> **EXERCISE DIRECTIONS**: Of the entries below, return only those lines from the line with "fn reg(&self) ->" to the line with "Reads the input", exactly, both included.

---- MATERIAL TO PROCESS

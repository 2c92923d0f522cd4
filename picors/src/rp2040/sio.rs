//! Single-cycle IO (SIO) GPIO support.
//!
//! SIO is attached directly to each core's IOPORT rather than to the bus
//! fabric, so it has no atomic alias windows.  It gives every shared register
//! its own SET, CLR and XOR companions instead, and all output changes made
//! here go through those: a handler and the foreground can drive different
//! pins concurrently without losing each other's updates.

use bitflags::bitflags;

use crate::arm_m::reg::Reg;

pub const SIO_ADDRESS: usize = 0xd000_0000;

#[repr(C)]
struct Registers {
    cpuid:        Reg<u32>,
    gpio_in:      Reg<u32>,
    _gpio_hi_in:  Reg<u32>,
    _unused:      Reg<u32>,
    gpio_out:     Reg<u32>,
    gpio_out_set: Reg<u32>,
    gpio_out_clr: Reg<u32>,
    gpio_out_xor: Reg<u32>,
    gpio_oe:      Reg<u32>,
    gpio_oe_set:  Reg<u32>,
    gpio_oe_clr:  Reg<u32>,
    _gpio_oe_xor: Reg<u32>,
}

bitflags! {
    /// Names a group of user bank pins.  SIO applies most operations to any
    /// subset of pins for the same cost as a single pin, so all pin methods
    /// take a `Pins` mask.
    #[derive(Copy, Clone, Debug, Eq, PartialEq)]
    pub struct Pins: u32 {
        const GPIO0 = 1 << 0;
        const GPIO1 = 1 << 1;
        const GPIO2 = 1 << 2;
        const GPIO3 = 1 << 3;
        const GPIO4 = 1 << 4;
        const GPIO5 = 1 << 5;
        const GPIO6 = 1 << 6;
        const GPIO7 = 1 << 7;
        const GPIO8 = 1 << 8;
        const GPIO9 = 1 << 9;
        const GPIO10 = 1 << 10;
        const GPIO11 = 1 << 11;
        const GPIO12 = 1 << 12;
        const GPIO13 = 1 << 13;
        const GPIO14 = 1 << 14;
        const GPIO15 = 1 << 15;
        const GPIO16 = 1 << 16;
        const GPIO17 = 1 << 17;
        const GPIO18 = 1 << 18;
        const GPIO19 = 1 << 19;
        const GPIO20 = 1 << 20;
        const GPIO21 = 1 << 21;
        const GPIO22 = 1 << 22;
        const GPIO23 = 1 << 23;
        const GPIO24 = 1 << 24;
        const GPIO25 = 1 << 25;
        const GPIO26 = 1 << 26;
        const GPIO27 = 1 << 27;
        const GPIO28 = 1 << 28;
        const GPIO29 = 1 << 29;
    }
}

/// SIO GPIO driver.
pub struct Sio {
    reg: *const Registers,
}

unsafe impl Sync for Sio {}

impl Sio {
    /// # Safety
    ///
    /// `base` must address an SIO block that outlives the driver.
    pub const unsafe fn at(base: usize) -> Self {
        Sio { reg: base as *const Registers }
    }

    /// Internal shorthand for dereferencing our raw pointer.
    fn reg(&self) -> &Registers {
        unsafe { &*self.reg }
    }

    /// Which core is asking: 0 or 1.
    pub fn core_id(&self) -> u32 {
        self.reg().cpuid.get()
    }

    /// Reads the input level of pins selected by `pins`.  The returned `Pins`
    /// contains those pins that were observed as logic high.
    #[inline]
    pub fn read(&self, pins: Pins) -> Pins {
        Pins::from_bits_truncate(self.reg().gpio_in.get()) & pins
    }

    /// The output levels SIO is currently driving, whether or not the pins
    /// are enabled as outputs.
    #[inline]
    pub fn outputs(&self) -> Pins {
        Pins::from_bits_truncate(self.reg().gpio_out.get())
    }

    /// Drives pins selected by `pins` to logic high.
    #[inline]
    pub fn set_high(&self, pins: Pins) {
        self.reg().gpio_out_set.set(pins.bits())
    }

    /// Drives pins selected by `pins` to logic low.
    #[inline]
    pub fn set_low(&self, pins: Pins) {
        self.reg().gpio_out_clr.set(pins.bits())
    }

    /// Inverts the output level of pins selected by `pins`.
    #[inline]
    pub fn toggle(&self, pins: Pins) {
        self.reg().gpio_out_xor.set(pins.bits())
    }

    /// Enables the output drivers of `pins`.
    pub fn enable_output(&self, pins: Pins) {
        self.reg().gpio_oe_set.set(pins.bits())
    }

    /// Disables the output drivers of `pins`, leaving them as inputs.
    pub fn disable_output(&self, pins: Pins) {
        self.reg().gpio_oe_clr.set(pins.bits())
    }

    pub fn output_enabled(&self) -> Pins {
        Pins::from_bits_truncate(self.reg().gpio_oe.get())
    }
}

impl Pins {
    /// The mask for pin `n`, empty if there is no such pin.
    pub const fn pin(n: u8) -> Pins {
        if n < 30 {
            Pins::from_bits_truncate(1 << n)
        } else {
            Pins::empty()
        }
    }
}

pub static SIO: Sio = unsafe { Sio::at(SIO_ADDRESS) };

--------

> **SOLUTION TO THE PROBLEM**:
    fn reg(&self) -> &Registers {
        unsafe { &*self.reg }
    }

    /// Which core is asking: 0 or 1.
    pub fn core_id(&self) -> u32 {
        self.reg().cpuid.get()
    }

    /// Reads the input level of pins selected by `pins`.  The returned `Pins`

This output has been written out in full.